Researchers from the Université Laval in Quebec conducted a study that consisted of 96 patients who had either been newly diagnosed with type 2 diabetes or were classified as pre-diabetics. Half of these participants received a high dose of Vitamin D3 once daily for six months, while the other half received a placebo.
The study found that the participants who received the Vitamin D3 had high overall Vitamin D levels in their blood which is beneficial for pre-diabetics, as low Vitamin D levels have been shown to be a risk factor for the development of type 2 diabetes.
These high Vitamin D levels also improved the function of insulin in the participant's muscle tissue, which showed a reduction in the progression of diabetes symptoms.
Seeing as the study used a very small population, there is still much more research to be done to conclude that Vitamin D supplementation can effectively slow the progression of type 2 diabetes.

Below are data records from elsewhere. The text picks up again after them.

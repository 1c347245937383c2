use anyhow::Result;
use axum::Router;
use chrono::TimeDelta;
use std::{fs, io::ErrorKind, path::PathBuf, sync::Arc, time::Duration};
use tokio::net::TcpListener;
use tracing_subscriber::EnvFilter;
use virtual_storage::{
    config::AppConfig,
    db, routes,
    services::{
        backend::BackendRegistry,
        converter::select_converter,
        fs_backend::FileSystemBackend,
        retention::{RetentionConfig, RetentionSweep},
        storage_service::StorageService,
        url_signer::UrlSigner,
        versions::{VersionManager, WorkerPoolConfig},
    },
    state::AppState,
};

#[tokio::main]
async fn main() -> Result<()> {
    // --- Logging setup ---
    tracing_subscriber::fmt()
        .with_env_filter(EnvFilter::from_default_env())
        .init();

    // --- Parse config + migrate flag ---
    let (cfg, migrate) = AppConfig::from_env_and_args()?;

    tracing::info!("Starting virtual-storage with config: {:?}", cfg);

    // --- Ensure storage directory exists ---
    let storage_dir = PathBuf::from(&cfg.storage_dir);
    if !storage_dir.exists() {
        fs::create_dir_all(&storage_dir)?;
        tracing::info!("Created storage directory at {}", cfg.storage_dir);
    }

    // --- Initialize SQLite connection ---
    tracing::debug!("Connecting using raw URL => {}", cfg.database_url);
    let db = Arc::new(db::connect(&cfg.database_url).await?);

    // --- Handle migration mode ---
    if migrate {
        db::run_migrations(&db).await?;
        tracing::info!("Database migration complete.");
        return Ok(()); // exit after migration
    }
    db::run_migrations(&db).await?;

    // --- Initialize core services ---
    let backends = BackendRegistry::new().register(Arc::new(FileSystemBackend::new(&storage_dir)));
    let signer = UrlSigner::new(cfg.shared_secret.clone())?;
    let storage = StorageService::new(db.clone(), cfg.buckets.clone(), backends, signer)?;

    let versions = VersionManager::new(
        storage.clone(),
        select_converter(cfg.conversion_command.clone(), cfg.extend_option.clone()),
        WorkerPoolConfig {
            workers: cfg.version_workers,
            queue_capacity: cfg.version_queue,
        },
    );

    RetentionSweep::new(
        storage.clone(),
        RetentionConfig {
            temporary_grace: TimeDelta::minutes(cfg.temporary_grace_minutes),
            batch_size: cfg.sweep_batch,
        },
    )
    .spawn(Duration::from_secs(cfg.sweep_interval_secs.max(1)));

    // --- Build router ---
    let state = AppState {
        storage,
        versions,
        storage_dir,
        public_url: cfg.public_url.clone(),
    };
    let app: Router = routes::routes::routes().with_state(state);

    // --- Start server ---
    let addr = cfg.addr();
    let listener = match TcpListener::bind(&addr).await {
        Ok(listener) => listener,
        Err(err)
            if err.kind() == ErrorKind::PermissionDenied
                && matches!(cfg.host.as_str(), "0.0.0.0" | "::") =>
        {
            let fallback_addr = format!("127.0.0.1:{}", cfg.port);
            tracing::warn!(
                "Permission denied binding to {} ({}). Falling back to {}",
                addr,
                err,
                fallback_addr
            );
            TcpListener::bind(&fallback_addr).await?
        }
        Err(err) => return Err(err.into()),
    };

    tracing::info!("Server listening on http://{}", listener.local_addr()?);
    axum::serve(listener, app).await?;

    Ok(())
}
//! src/services/backend.rs
//!
//! The physical backend contract. A backend persists immutable blobs under
//! caller-supplied opaque keys; it never overwrites a key in place. Which
//! backend serves a bucket is decided by the bucket configuration.

use crate::services::storage_service::StorageResult;
use axum::response::Response;
use bytes::Bytes;
use futures::{Stream, StreamExt, TryStreamExt, stream};
use std::{collections::HashMap, io, pin::Pin, sync::Arc};

/// Streamed blob content, as accepted by [`PhysicalBackend::store`] and
/// returned by [`PhysicalBackend::fetch`].
pub type BlobStream = Pin<Box<dyn Stream<Item = io::Result<Bytes>> + Send>>;

/// What a backend reports after durably storing a blob.
#[derive(Debug, Clone, PartialEq, Eq)]
pub struct StoredBlob {
    /// Number of bytes written.
    pub size: i64,
    /// MD5 checksum (lowercase hex) of the written bytes.
    pub checksum: String,
}

/// Everything a backend needs to produce its own delivery URL.
#[derive(Debug, Clone)]
pub struct UrlRequest<'a> {
    pub bucket: &'a str,
    pub physical_key: &'a str,
    pub file_extension: &'a str,
    pub filename: Option<&'a str>,
    pub base_url: Option<&'a str>,
    pub addon_text: Option<&'a str>,
    pub eternally_valid: bool,
}

/// Stores, retrieves and delivers raw blobs by opaque key.
///
/// Implementations must make a blob visible only once it is completely
/// written, and must treat deleting a missing key as success.
#[async_trait::async_trait]
pub trait PhysicalBackend: Send + Sync {
    /// Name used by bucket definitions to select this backend.
    fn name(&self) -> &str;

    /// Writes `data` under `key`. A supplied checksum is verified against
    /// the streamed bytes.
    async fn store(
        &self,
        bucket: &str,
        key: &str,
        data: BlobStream,
        checksum: Option<&str>,
        size: Option<i64>,
    ) -> StorageResult<StoredBlob>;

    /// Removes the blob. Missing blobs are not an error.
    async fn delete(&self, bucket: &str, key: &str) -> StorageResult<()>;

    /// Opens the blob for reading, `None` if it doesn't exist.
    async fn fetch(&self, bucket: &str, key: &str) -> StorageResult<Option<BlobStream>>;

    /// Builds a cacheable HTTP response streaming the blob.
    async fn deliver(&self, bucket: &str, key: &str, extension: &str) -> StorageResult<Response>;

    /// Lets a backend hand out its own (e.g. presigned) URL instead of the
    /// default hash-authenticated one.
    fn create_url(&self, _request: &UrlRequest<'_>) -> Option<String> {
        None
    }
}

/// All backends known to the process, by name.
#[derive(Clone, Default)]
pub struct BackendRegistry {
    backends: HashMap<String, Arc<dyn PhysicalBackend>>,
}

impl BackendRegistry {
    pub fn new() -> Self {
        Self::default()
    }

    pub fn register(mut self, backend: Arc<dyn PhysicalBackend>) -> Self {
        self.backends.insert(backend.name().to_string(), backend);
        self
    }

    pub fn get(&self, name: &str) -> Option<Arc<dyn PhysicalBackend>> {
        self.backends.get(name).cloned()
    }
}

/// Wraps an in-memory buffer as a [`BlobStream`].
pub fn stream_from_bytes(data: Bytes) -> BlobStream {
    Box::pin(stream::once(async move { Ok(data) }))
}

/// An empty [`BlobStream`], used for objects without content.
pub fn empty_stream() -> BlobStream {
    Box::pin(stream::empty())
}

/// Reads a whole [`BlobStream`] into memory.
pub async fn collect_stream(data: BlobStream) -> io::Result<Bytes> {
    let chunks: Vec<Bytes> = data.try_collect().await?;
    let mut buffer = Vec::with_capacity(chunks.iter().map(Bytes::len).sum());
    for chunk in chunks {
        buffer.extend_from_slice(&chunk);
    }
    Ok(Bytes::from(buffer))
}

/// Lowercase hex MD5 of a buffer, the checksum format used throughout.
pub fn checksum_of(data: &[u8]) -> String {
    format!("{:x}", md5::compute(data))
}

/// Guesses the `Content-Type` for a file extension.
pub fn content_type_for(extension: &str) -> String {
    mime_guess::from_ext(extension)
        .first_raw()
        .unwrap_or("application/octet-stream")
        .to_string()
}

/// Maps a stream of arbitrary errors into a [`BlobStream`].
pub fn into_blob_stream<S, E>(data: S) -> BlobStream
where
    S: Stream<Item = Result<Bytes, E>> + Send + 'static,
    E: std::error::Error + Send + Sync + 'static,
{
    Box::pin(data.map(|chunk| chunk.map_err(io::Error::other)))
}

#[cfg(test)]
mod tests {
    use super::*;

    #[tokio::test]
    async fn collects_streamed_chunks() {
        let data: BlobStream = Box::pin(stream::iter(vec![
            Ok(Bytes::from_static(b"hello ")),
            Ok(Bytes::from_static(b"world")),
        ]));
        assert_eq!(collect_stream(data).await.unwrap(), Bytes::from_static(b"hello world"));
        assert!(collect_stream(empty_stream()).await.unwrap().is_empty());
    }

    #[test]
    fn guesses_content_types() {
        assert_eq!(content_type_for("png"), "image/png");
        assert_eq!(content_type_for("pdf"), "application/pdf");
        assert_eq!(content_type_for(""), "application/octet-stream");
    }

    #[test]
    fn checksum_is_lower_hex_md5() {
        assert_eq!(checksum_of(b""), "d41d8cd98f00b204e9800998ecf8427e");
    }
}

It would be beneficial for all patients to have a full, comprehensive bloodwork panel performed to assess the levels of Vitamin D already in their blood. Patients with normal to high Vitamin D levels may likely see no real improvement with Vitamin D supplementation, whereas patients with very low Vitamin D levels may see more significant improvement. It is also unlikely that patients with severe type 2 diabetes which has already shown progression see any significant improvement with Vitamin D supplementation.
Until a more conclusive study is performed, experts recommend diabetics and pre-diabetics only take Vitamin D supplements at their doctor's discretion.